Por que confiamos cada vez menos na mídia?

A Espanha é o país da Europa onde mais cresce a desconfiança na mídia. É assim que o Instituto Reuters coleta em seu último relatório, após entrevistar 93.000 pessoas em 46 mercados, o que representa quase metade da população mundial. Não podemos nos consolar com o fato de ser um fenômeno generalizado desde o advento da internet e das redes sociais. A confiança caiu globalmente, no período de 2015 a 2023, dois pontos percentuais. Na Espanha, nada menos que 34.

É se preocupar. Por que apenas oito anos atrás, 85% dos espanhóis diziam confiar “na maior parte das notícias na maior parte do tempo” e hoje apenas 51% apóiam essa afirmação? O que causou uma mudança tão radical de opinião? É verdade que os meios de comunicação agora têm menos recursos, que na densa floresta de novos cabeçalhos às vezes é difícil distinguir informação de desinformação. É verdade que muitos leitores hoje confundem o vale-tudo das redes com a mídia.

Mas nenhum desses fenômenos explica a desconfiança. Eles não são fenômenos exclusivos da Espanha, mas o mesmo no resto dos países. O relatório da Reuters oferece uma pista muito reveladora. A desconfiança cresce mais rapidamente em países com “maiores graus de polarização política”. Para encontrar dados tão desanimadores como os da Espanha, temos que ir à Argentina, onde o índice também caiu 34%, como em nosso país. Na Europa, somos semelhantes à Hungria, com um clima político rarefeito pela deriva autoritária, e à Grécia, onde se viveu um ano eleitoral particularmente tenso.

Chama a atenção o caso de Portugal, no papel um país com circunstâncias semelhantes às nossas, que caiu no ranking dos países nórdicos, liderado pela Finlândia, onde 69 por cento dos inquiridos dizem confiar nos meios de comunicação social.

«A desconfiança cresce mais rapidamente em países com ‘maior grau de polarização política’»

Voltando à Espanha, o clima de polarização é bem conhecido. Mas há um fator adicional em relação a outros países. Como esperar que os cidadãos confiem nos meios de comunicação quando o próprio Presidente do Governo se encarrega de os insultar onde quer que vá?
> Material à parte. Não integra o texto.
//! Experiment queries
//!
//! The target segment is a real foreign key; the metric id lists and variants are
//! JSON arrays whose contents the database never inspects.

use rusqlite::{params, Connection, OptionalExtension, Row};
use tracing::info;

use super::{
    fetch_page, next_updated_at, write_transaction, Filter, ListOrder, ServiceResult,
};
use crate::model::experiment::{
    DEFAULT_EXPERIMENT_TYPE, DEFAULT_EXPERIMENT_UNIT, DEFAULT_SIGNIFICANCE_LEVEL,
    DEFAULT_STATISTICAL_POWER, DEFAULT_STATUS,
};
use crate::model::{
    Experiment, ExperimentCreate, ExperimentUpdate, MetricRef, Page, Pagination, Variant,
};
use crate::store::codec;

const COLUMNS: &str = "id, name, description, owner, team, experiment_type, status, objective, \
    background, hypothesis, expected_impact, ice_impact, ice_confidence, ice_ease, \
    primary_metric_ids, secondary_metric_ids, guardrail_metric_ids, start_date, end_date, \
    target_segment_id, variants, experiment_unit, significance_level, statistical_power, \
    minimum_detectable_effect, sample_size, conditions, confounding_factors, progress, \
    days_left, created_at, updated_at";

/// Filters accepted by [`ExperimentService::list`]
#[derive(Debug, Clone, Default)]
pub struct ExperimentFilter {
    /// Substring of name or description
    pub search: Option<String>,
    pub status: Option<String>,
}

/// Experiment CRUD
pub struct ExperimentService;

impl ExperimentService {
    /// List experiments, most recently created first
    pub fn list(
        conn: &Connection,
        pagination: Pagination,
        filter: &ExperimentFilter,
    ) -> ServiceResult<Page<Experiment>> {
        let sql_filter = Filter::new()
            .search(filter.search.as_deref(), &["name", "description"])
            .eq("status", filter.status.as_deref());

        fetch_page(
            conn,
            "experiments",
            COLUMNS,
            &sql_filter,
            ListOrder::NewestFirst,
            pagination,
            experiment_from_row,
        )
    }

    pub fn get(conn: &Connection, id: i64) -> ServiceResult<Option<Experiment>> {
        let sql = format!("SELECT {} FROM experiments WHERE id = ?1", COLUMNS);
        Ok(conn.query_row(&sql, [id], experiment_from_row).optional()?)
    }

    /// Create an experiment
    ///
    /// Fails with a constraint violation when `target_segment_id` names no segment.
    pub fn create(conn: &Connection, payload: ExperimentCreate) -> ServiceResult<Experiment> {
        payload.validate()?;

        let now = codec::now();
        let stamp = codec::encode_timestamp(&now);
        let experiment = Experiment {
            id: 0,
            name: payload.name,
            description: payload.description,
            owner: payload.owner,
            team: payload.team,
            experiment_type: payload
                .experiment_type
                .unwrap_or_else(|| DEFAULT_EXPERIMENT_TYPE.to_string()),
            status: payload
                .status
                .unwrap_or_else(|| DEFAULT_STATUS.to_string()),
            objective: payload.objective,
            background: payload.background,
            hypothesis: payload.hypothesis,
            expected_impact: payload.expected_impact,
            ice_impact: payload.ice_impact,
            ice_confidence: payload.ice_confidence,
            ice_ease: payload.ice_ease,
            primary_metric_ids: payload.primary_metric_ids,
            secondary_metric_ids: payload.secondary_metric_ids,
            guardrail_metric_ids: payload.guardrail_metric_ids,
            start_date: payload.start_date,
            end_date: payload.end_date,
            target_segment_id: payload.target_segment_id,
            variants: payload.variants,
            experiment_unit: payload
                .experiment_unit
                .unwrap_or_else(|| DEFAULT_EXPERIMENT_UNIT.to_string()),
            significance_level: payload
                .significance_level
                .unwrap_or(DEFAULT_SIGNIFICANCE_LEVEL),
            statistical_power: payload
                .statistical_power
                .unwrap_or(DEFAULT_STATISTICAL_POWER),
            minimum_detectable_effect: payload.minimum_detectable_effect,
            sample_size: payload.sample_size,
            conditions: payload.conditions,
            confounding_factors: payload.confounding_factors,
            progress: 0.0,
            days_left: None,
            created_at: now,
            updated_at: now,
        };

        conn.execute(
            "INSERT INTO experiments (
                 name, description, owner, team, experiment_type, status, objective, background,
                 hypothesis, expected_impact, ice_impact, ice_confidence, ice_ease,
                 primary_metric_ids, secondary_metric_ids, guardrail_metric_ids,
                 start_date, end_date, target_segment_id, variants, experiment_unit,
                 significance_level, statistical_power, minimum_detectable_effect, sample_size,
                 conditions, confounding_factors, created_at, updated_at)
             VALUES (?1, ?2, ?3, ?4, ?5, ?6, ?7, ?8, ?9, ?10, ?11, ?12, ?13, ?14, ?15, ?16,
                     ?17, ?18, ?19, ?20, ?21, ?22, ?23, ?24, ?25, ?26, ?27, ?28, ?28)",
            params![
                experiment.name,
                experiment.description,
                experiment.owner,
                experiment.team,
                experiment.experiment_type,
                experiment.status,
                experiment.objective,
                experiment.background,
                experiment.hypothesis,
                experiment.expected_impact,
                experiment.ice_impact,
                experiment.ice_confidence,
                experiment.ice_ease,
                codec::encode_json(&experiment.primary_metric_ids)?,
                codec::encode_json(&experiment.secondary_metric_ids)?,
                codec::encode_json(&experiment.guardrail_metric_ids)?,
                codec::encode_date(experiment.start_date),
                codec::encode_date(experiment.end_date),
                experiment.target_segment_id,
                codec::encode_json(&experiment.variants)?,
                experiment.experiment_unit,
                experiment.significance_level,
                experiment.statistical_power,
                experiment.minimum_detectable_effect,
                experiment.sample_size,
                experiment.conditions,
                experiment.confounding_factors,
                stamp,
            ],
        )?;
        let id = conn.last_insert_rowid();

        info!(
            experiment_id = id,
            segment_id = experiment.target_segment_id,
            name = %experiment.name,
            "Experiment created"
        );

        Ok(Experiment { id, ..experiment })
    }

    pub fn update(
        conn: &Connection,
        id: i64,
        mut patch: ExperimentUpdate,
    ) -> ServiceResult<Option<Experiment>> {
        patch.validate()?;

        let tx = write_transaction(conn)?;
        let Some(mut experiment) = Self::get(&tx, id)? else {
            return Ok(None);
        };

        patch.apply(&mut experiment);
        experiment.updated_at = next_updated_at(experiment.updated_at);

        tx.execute(
            "UPDATE experiments
             SET name = ?1, description = ?2, owner = ?3, team = ?4, experiment_type = ?5,
                 status = ?6, objective = ?7, background = ?8, hypothesis = ?9,
                 expected_impact = ?10, ice_impact = ?11, ice_confidence = ?12,
                 ice_ease = ?13, primary_metric_ids = ?14, secondary_metric_ids = ?15,
                 guardrail_metric_ids = ?16, start_date = ?17, end_date = ?18,
                 target_segment_id = ?19, variants = ?20, experiment_unit = ?21,
                 significance_level = ?22, statistical_power = ?23,
                 minimum_detectable_effect = ?24, sample_size = ?25, conditions = ?26,
                 confounding_factors = ?27, progress = ?28, days_left = ?29,
                 updated_at = ?30
             WHERE id = ?31",
            params![
                experiment.name,
                experiment.description,
                experiment.owner,
                experiment.team,
                experiment.experiment_type,
                experiment.status,
                experiment.objective,
                experiment.background,
                experiment.hypothesis,
                experiment.expected_impact,
                experiment.ice_impact,
                experiment.ice_confidence,
                experiment.ice_ease,
                codec::encode_json(&experiment.primary_metric_ids)?,
                codec::encode_json(&experiment.secondary_metric_ids)?,
                codec::encode_json(&experiment.guardrail_metric_ids)?,
                codec::encode_date(experiment.start_date),
                codec::encode_date(experiment.end_date),
                experiment.target_segment_id,
                codec::encode_json(&experiment.variants)?,
                experiment.experiment_unit,
                experiment.significance_level,
                experiment.statistical_power,
                experiment.minimum_detectable_effect,
                experiment.sample_size,
                experiment.conditions,
                experiment.confounding_factors,
                experiment.progress,
                experiment.days_left,
                codec::encode_timestamp(&experiment.updated_at),
                id,
            ],
        )?;
        tx.commit()?;

        info!(experiment_id = id, status = %experiment.status, "Experiment updated");
        Ok(Some(experiment))
    }

    pub fn delete(conn: &Connection, id: i64) -> ServiceResult<bool> {
        let removed = conn.execute("DELETE FROM experiments WHERE id = ?1", [id])?;
        if removed > 0 {
            info!(experiment_id = id, "Experiment deleted");
        }
        Ok(removed > 0)
    }
}

fn metric_ids(row: &Row<'_>, idx: usize) -> rusqlite::Result<Vec<i64>> {
    let ids: Vec<MetricRef> = codec::get_json_list(row, idx)?;
    Ok(ids.into_iter().map(i64::from).collect())
}

fn experiment_from_row(row: &Row<'_>) -> rusqlite::Result<Experiment> {
    let variants: Vec<Variant> = codec::get_json_list(row, 20)?;

    Ok(Experiment {
        id: row.get(0)?,
        name: row.get(1)?,
        description: row.get(2)?,
        owner: row.get(3)?,
        team: row.get(4)?,
        experiment_type: row.get(5)?,
        status: row.get(6)?,
        objective: row.get(7)?,
        background: row.get(8)?,
        hypothesis: row.get(9)?,
        expected_impact: row.get(10)?,
        ice_impact: row.get(11)?,
        ice_confidence: row.get(12)?,
        ice_ease: row.get(13)?,
        primary_metric_ids: metric_ids(row, 14)?,
        secondary_metric_ids: metric_ids(row, 15)?,
        guardrail_metric_ids: metric_ids(row, 16)?,
        start_date: codec::get_date(row, 17)?,
        end_date: codec::get_date(row, 18)?,
        target_segment_id: row.get(19)?,
        variants,
        experiment_unit: row.get(21)?,
        significance_level: row.get(22)?,
        statistical_power: row.get(23)?,
        minimum_detectable_effect: row.get(24)?,
        sample_size: row.get(25)?,
        conditions: row.get(26)?,
        confounding_factors: row.get(27)?,
        progress: row.get(28)?,
        days_left: row.get(29)?,
        created_at: codec::get_timestamp(row, 30)?,
        updated_at: codec::get_timestamp(row, 31)?,
    })
}
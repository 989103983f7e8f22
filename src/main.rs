//! DataHub API Server
//!
//! Run with: cargo run -- serve
//!
//! # Configuration
//!
//! Settings come from `--config`, else the first of
//! `~/.config/datahub/config.toml`, `/etc/datahub/config.toml` and `./config.toml`.
//! `DATAHUB_*` environment variables override file values, and `--host` / `--port`
//! override both. `RUST_LOG` takes precedence over `logging.level`.

use clap::{Parser, Subcommand};
use datahub::api::{serve, AppState};
use datahub::config::{generate_default_config, Config, LoadedConfig, LoggingConfig};
use datahub::store::Database;
use std::path::PathBuf;
use std::sync::Arc;
use tracing_subscriber::{layer::SubscriberExt, util::SubscriberInitExt, EnvFilter};

#[derive(Parser)]
#[command(name = "datahub")]
#[command(version = env!("CARGO_PKG_VERSION"))]
#[command(about = "Metrics, customer segments and experiments behind a JSON API")]
struct Cli {
    #[command(subcommand)]
    command: Commands,
}

#[derive(Subcommand)]
enum Commands {
    /// Run the API server
    Serve {
        /// Path to a TOML config file
        #[arg(short, long)]
        config: Option<PathBuf>,
        /// Host to bind to
        #[arg(long)]
        host: Option<String>,
        /// Port to listen on
        #[arg(short, long)]
        port: Option<u16>,
    },

    /// Print a default config file
    InitConfig,
}

#[tokio::main]
async fn main() -> Result<(), Box<dyn std::error::Error>> {
    let cli = Cli::parse();

    match cli.command {
        Commands::Serve { config, host, port } => {
            let loaded = match config {
                Some(path) => LoadedConfig {
                    config: Config::load_with_env(&path)?,
                    source: Some(path),
                    skipped: Vec::new(),
                },
                None => Config::load_default(),
            };

            let mut config = loaded.config;
            if let Some(host) = host {
                config.api.host = host;
            }
            if let Some(port) = port {
                config.api.port = port;
            }

            init_tracing(&config.logging);

            for error in &loaded.skipped {
                tracing::warn!("Skipped config file: {}", error);
            }
            match &loaded.source {
                Some(path) => tracing::info!("Loaded config from {:?}", path),
                None => tracing::info!("Using default config with environment overrides"),
            }

            run_server(config).await
        }
        Commands::InitConfig => {
            print!("{}", generate_default_config());
            Ok(())
        }
    }
}

/// Initialize tracing with a pretty or JSON formatter
fn init_tracing(logging: &LoggingConfig) {
    let filter = EnvFilter::try_from_default_env().unwrap_or_else(|_| {
        EnvFilter::new(format!("datahub={},tower_http=debug", logging.level))
    });

    let json = logging.is_json();
    tracing_subscriber::registry()
        .with(filter)
        .with(json.then(|| tracing_subscriber::fmt::layer().json()))
        .with((!json).then(|| tracing_subscriber::fmt::layer()))
        .init();
}

async fn run_server(config: Config) -> Result<(), Box<dyn std::error::Error>> {
    tracing::info!("Starting DataHub API server v{}", env!("CARGO_PKG_VERSION"));

    let store_config = config.database.store_config();
    tracing::info!("Database file: {:?}", store_config.path);

    let db = Arc::new(Database::open(store_config)?);

    let state = AppState::new(db, config.api.clone());
    serve(state, &config.api).await?;

    tracing::info!("DataHub API server stopped");
    Ok(())
}
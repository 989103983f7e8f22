//! Metrics Routes
//!
//! - GET /api/metrics - List metrics (skip, limit, search, category, status)
//! - POST /api/metrics - Create a metric
//! - GET /api/metrics/stats - Counts by status
//! - GET /api/metrics/:id - Get a metric
//! - PUT /api/metrics/:id - Partially update a metric
//! - DELETE /api/metrics/:id - Delete a metric and its data points
//! - GET /api/metrics/:id/timeseries - Latest points, oldest first
//! - POST /api/metrics/:id/datapoints - Record a data point

use axum::{
    extract::{Path, Query, State},
    http::StatusCode,
    Json,
};
use std::sync::Arc;

use crate::api::dto::{ListParams, MessageResponse, TimeSeriesParams};
use crate::api::error::{ApiError, ApiResult};
use crate::api::state::AppState;
use crate::model::{
    DataPointCreate, Metric, MetricCreate, MetricDataPoint, MetricStats, MetricUpdate, Page,
    TimeSeriesPoint,
};
use crate::service::{MetricService, ServiceError, StatsService};

/// GET /api/metrics
pub async fn list_metrics(
    State(state): State<Arc<AppState>>,
    Query(params): Query<ListParams>,
) -> ApiResult<Json<Page<Metric>>> {
    let pagination = params.pagination()?;
    let filter = params.metric_filter();

    let page = state
        .db
        .run(move |conn| MetricService::list(conn, pagination, &filter))
        .await?;

    Ok(Json(page))
}

/// GET /api/metrics/stats
pub async fn metric_stats(State(state): State<Arc<AppState>>) -> ApiResult<Json<MetricStats>> {
    let stats = state.db.run(StatsService::metric_stats).await?;
    Ok(Json(stats))
}

/// GET /api/metrics/:id
pub async fn get_metric(
    State(state): State<Arc<AppState>>,
    Path(id): Path<i64>,
) -> ApiResult<Json<Metric>> {
    let metric = state
        .db
        .run(move |conn| MetricService::get(conn, id))
        .await?
        .ok_or_else(|| ApiError::not_found("Metric", id))?;

    Ok(Json(metric))
}

/// POST /api/metrics
pub async fn create_metric(
    State(state): State<Arc<AppState>>,
    Json(req): Json<MetricCreate>,
) -> ApiResult<(StatusCode, Json<Metric>)> {
    let metric = state
        .db
        .run(move |conn| MetricService::create(conn, req))
        .await?;

    Ok((StatusCode::CREATED, Json(metric)))
}

/// PUT /api/metrics/:id
pub async fn update_metric(
    State(state): State<Arc<AppState>>,
    Path(id): Path<i64>,
    Json(req): Json<MetricUpdate>,
) -> ApiResult<Json<Metric>> {
    let metric = state
        .db
        .run(move |conn| MetricService::update(conn, id, req))
        .await?
        .ok_or_else(|| ApiError::not_found("Metric", id))?;

    Ok(Json(metric))
}

/// DELETE /api/metrics/:id
pub async fn delete_metric(
    State(state): State<Arc<AppState>>,
    Path(id): Path<i64>,
) -> ApiResult<Json<MessageResponse>> {
    let deleted = state
        .db
        .run(move |conn| MetricService::delete(conn, id))
        .await?;

    if !deleted {
        return Err(ApiError::not_found("Metric", id));
    }
    Ok(Json(MessageResponse::new("Metric deleted successfully")))
}

/// GET /api/metrics/:id/timeseries
pub async fn metric_timeseries(
    State(state): State<Arc<AppState>>,
    Path(id): Path<i64>,
    Query(params): Query<TimeSeriesParams>,
) -> ApiResult<Json<Vec<TimeSeriesPoint>>> {
    let limit = params.limit()?;

    let series = state
        .db
        .run(move |conn| -> Result<_, ServiceError> {
            if !MetricService::exists(conn, id)? {
                return Ok(None);
            }
            StatsService::timeseries(conn, id, limit).map(Some)
        })
        .await?
        .ok_or_else(|| ApiError::not_found("Metric", id))?;

    Ok(Json(series))
}

/// POST /api/metrics/:id/datapoints
pub async fn record_datapoint(
    State(state): State<Arc<AppState>>,
    Path(id): Path<i64>,
    Json(req): Json<DataPointCreate>,
) -> ApiResult<(StatusCode, Json<MetricDataPoint>)> {
    let point = state
        .db
        .run(move |conn| MetricService::record_point(conn, id, req))
        .await?
        .ok_or_else(|| ApiError::not_found("Metric", id))?;

    Ok((StatusCode::CREATED, Json(point)))
}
É compreensível que ataque a oposição – faz parte do jogo democrático – mas o que não é compreensível nem admissível é que ele junte a oposição e um amálgama que ele chama de “direito da mídia”. Qual é a mídia certa? Toda a mídia com linha editorial de direita? A paranóia de se sentir perseguido, de culpar o mensageiro das más notícias, de ver fantasmas onde não há, não é nova. De Suárez a Rajoy, passando por Felipe González ou José María Aznar, da esquerda ou da direita, todos os ex-presidentes sofreram nos momentos mais críticos de seus mandatos. Pela simples razão de que esquecem que é dever da imprensa fiscalizar o poder, seja quem for que o exerça.

Nos últimos dias, Pedro Sánchez concedeu entrevistas a torto e a direito. em todos eles o presidente lançou acusações gravíssimas contra a mídia, mesmo aqueles para quem ele estava falando. “Ficou claro nesses últimos cinco anos que a direita política e a mídia me odeiam.” “Não medimos as consequências da ‘bolha anti-sanchista’ criada pela direita política e midiática.” «Eles inoculam veneno com sanchismo na sociedade espanhola». «Quando alguém liga a televisão e assiste a algumas reuniões, pergunta-se: onde estão os progressistas?» “Eles estão me caricaturando e me desumanizando.” “Eles procuram causar medo entre os cidadãos, desinformar e criar boatos.”

Se um presidente, e com ele todo o seu governo, fala assim de uma das instituições mais necessárias para a democracia, não podemos esperar que os cidadãos confiem nela. Claro, o que se espera de uma coalizão que disse o que disse sobre instituições como a Justiça ou a Monarquia. Na imprensa estaremos errados, sem dúvida, mas um presidente tem que defender as instituições do seu Estado e, se algum dos seus chefes cometer alguma ilegalidade, que o leve a tribunal com nomes e apelidos, para bem da tudo, mas não se esconda atrás desse amálgama informe que você chama de “direito da mídia”.